Em cartaz no Masp entre 6 de março e 2 de agosto de 2026, Claudia Alarcón & Silät: viver tecendo reúne 25 obras nascidas do entrelaçamento de mais de cem mãos Wichí.
Há uma frase de Claudia Alarcón que funciona como epígrafe para toda a sua obra: "embora teçamos em silêncio, tudo está dito no tecido". Suas criações nascem do chaguar, fibra de uma bromélia nativa do Gran Chaco, entrelaçada à mão, sem tear.
Com curadoria de Adriano Pedrosa e Laura Cosendey, a exposição marca a estreia da artista no Brasil. Alarcón integra Sonhos ao Sol – Miragens da Arte na América Latina, publicação da Act Arte.
Um coletivo, cem mãos, uma só voz
Mais de cem mulheres Wichí, das comunidades de La Puntana e Alto La Sierra, no norte da Argentina, transformaram o ato ancestral de tecer em arte de resistência e reinvenção.
Em Hilulis ta lhayämetwek — Un coro de yicas, as bolsas yicas, utensílios cotidianos, tornam-se obra. Mais de uma centena delas, suspensas na parede do museu, cada uma feita por uma mulher, cada uma única em cores e padrões.
Mulheres-estrelas e a transmissão de saberes
A mitologia atravessa a exposição como um fio que nunca se rompe. Em Kates tsinhay — Mujeres estrellas, as tecelãs evocam o mito das mulheres que um dia foram astros no céu. Todas as noites desciam à Terra por cordas que elas mesmas haviam tecido com fios de chaguar, até que os homens cortaram os fios. Ficaram presas à Terra, mas seguiram tecendo.

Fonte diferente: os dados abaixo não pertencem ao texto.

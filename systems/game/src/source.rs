//! Ordered collections of level documents.

use std::{
    fs::{self, File},
    io::{self, Cursor, Read},
    path::PathBuf,
};

/// Ordered set of level documents a game can be played through.
pub trait LevelSource: Send {
    /// Human readable location used in diagnostics.
    fn location(&self) -> String;

    /// Identifiers of every level, in play order.
    fn enumerate(&self) -> io::Result<Vec<String>>;

    /// Opens the level stored under `identifier`.
    fn open(&self, identifier: &str) -> io::Result<Box<dyn Read + '_>>;
}

/// Levels stored as regular files in one directory, played in file name order.
#[derive(Clone, Debug)]
pub struct DirectorySource {
    root: PathBuf,
}

impl DirectorySource {
    /// Creates a source reading from `root`.
    #[must_use]
    pub fn new(root: impl Into<PathBuf>) -> Self {
        Self { root: root.into() }
    }
}

impl LevelSource for DirectorySource {
    fn location(&self) -> String {
        self.root.display().to_string()
    }

    fn enumerate(&self) -> io::Result<Vec<String>> {
        let mut identifiers = Vec::new();
        for entry in fs::read_dir(&self.root)? {
            let entry = entry?;
            if entry.file_type()?.is_file() {
                identifiers.push(entry.file_name().to_string_lossy().into_owned());
            }
        }
        identifiers.sort();
        Ok(identifiers)
    }

    fn open(&self, identifier: &str) -> io::Result<Box<dyn Read + '_>> {
        let file = File::open(self.root.join(identifier))?;
        Ok(Box::new(file))
    }
}

/// Levels held in memory, played in insertion order.
#[derive(Clone, Debug, Default)]
pub struct MemorySource {
    name: String,
    levels: Vec<(String, String)>,
}

impl MemorySource {
    /// Creates an empty source labelled `name`.
    #[must_use]
    pub fn new(name: impl Into<String>) -> Self {
        Self {
            name: name.into(),
            levels: Vec::new(),
        }
    }

    /// Appends a level document.
    #[must_use]
    pub fn with_level(mut self, identifier: impl Into<String>, document: impl Into<String>) -> Self {
        self.levels.push((identifier.into(), document.into()));
        self
    }
}

impl LevelSource for MemorySource {
    fn location(&self) -> String {
        format!("memory:{}", self.name)
    }

    fn enumerate(&self) -> io::Result<Vec<String>> {
        Ok(self.levels.iter().map(|(id, _)| id.clone()).collect())
    }

    fn open(&self, identifier: &str) -> io::Result<Box<dyn Read + '_>> {
        self.levels
            .iter()
            .find(|(id, _)| id == identifier)
            .map(|(_, document)| Box::new(Cursor::new(document.as_bytes())) as Box<dyn Read + '_>)
            .ok_or_else(|| {
                io::Error::new(
                    io::ErrorKind::NotFound,
                    format!("no level named {identifier}"),
                )
            })
    }
}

Entre as mulheres Wichí, a transmissão de saberes acontece na prática cotidiana: enrolar a fibra, tingi-la com anilina ou resina do tronco de algarobas, recuperar o ponto antigo, uma torção mais elaborada e quase esquecida, resgatada com a paciência de quem reata uma herança.
O tayhi como matéria e como mundo
A experiência no território tayhi ("monte", em espanhol) se faz matéria-prima. Dele vêm os pigmentos, o azul resinoso da algaroba, o rosa fugidio das anilinas. Dele vêm também as formas: olho de coruja, orelha de tatu, casco de tartaruga.
Em Kyelhkyup — El otoño e Fwuyetil — El invierno, dispostas lado a lado, tece-se a própria experiência de viver no tayhi, com as mudanças de tom, textura e luz na passagem das estações.
Quando o fio se faz voz
Claudia Alarcón & Silät preservam um saber ancestral ameaçado pela precarização e pelo apagamento e, ao mesmo tempo, o reinventam, inserindo-o em um repertoório contemporâneo, poético e político.
Em N'äyhay wet layikis — Caminos y cicatrices, tecida em 2025 para a comemoração da independência argentina, a arte torna-se bandeira ao denunciar a repressão violenta que o Estado argentino impôs às populações indígenas.
Uma das inovações dessas obras é a decisão de deixar visíveis as emendas entre os segmentos tecidos por diferentes mulheres, as chamadas layik ("cicatrizes"). Em Oyhil ta iwo lhipa — Nuestros tejidos unidos, elas aparecem no centro da obra.
Arte latino-americana
A obra de Claudia Alarcón & Silät e o livro Sonhos ao Sol partem do mesmo pressuposto: a imaginação latino-americana não é ornamento, mas instrumento de afirmação identitária e de crítica histórica.
Sonhos ao Sol – Miragens da Arte na América Latina percorre o maravilhoso, o oculto e a magia como formas de conhecimento. As obras no Masp dizem o mesmo em chaguar tingido com anilinas e pigmentos naturais.
Claudia Alarcón & Silät: viver tecendo. Masp, 6 de março a 2 de agosto de 2026. Curadoria de Adriano Pedrosa e Laura Cosendey.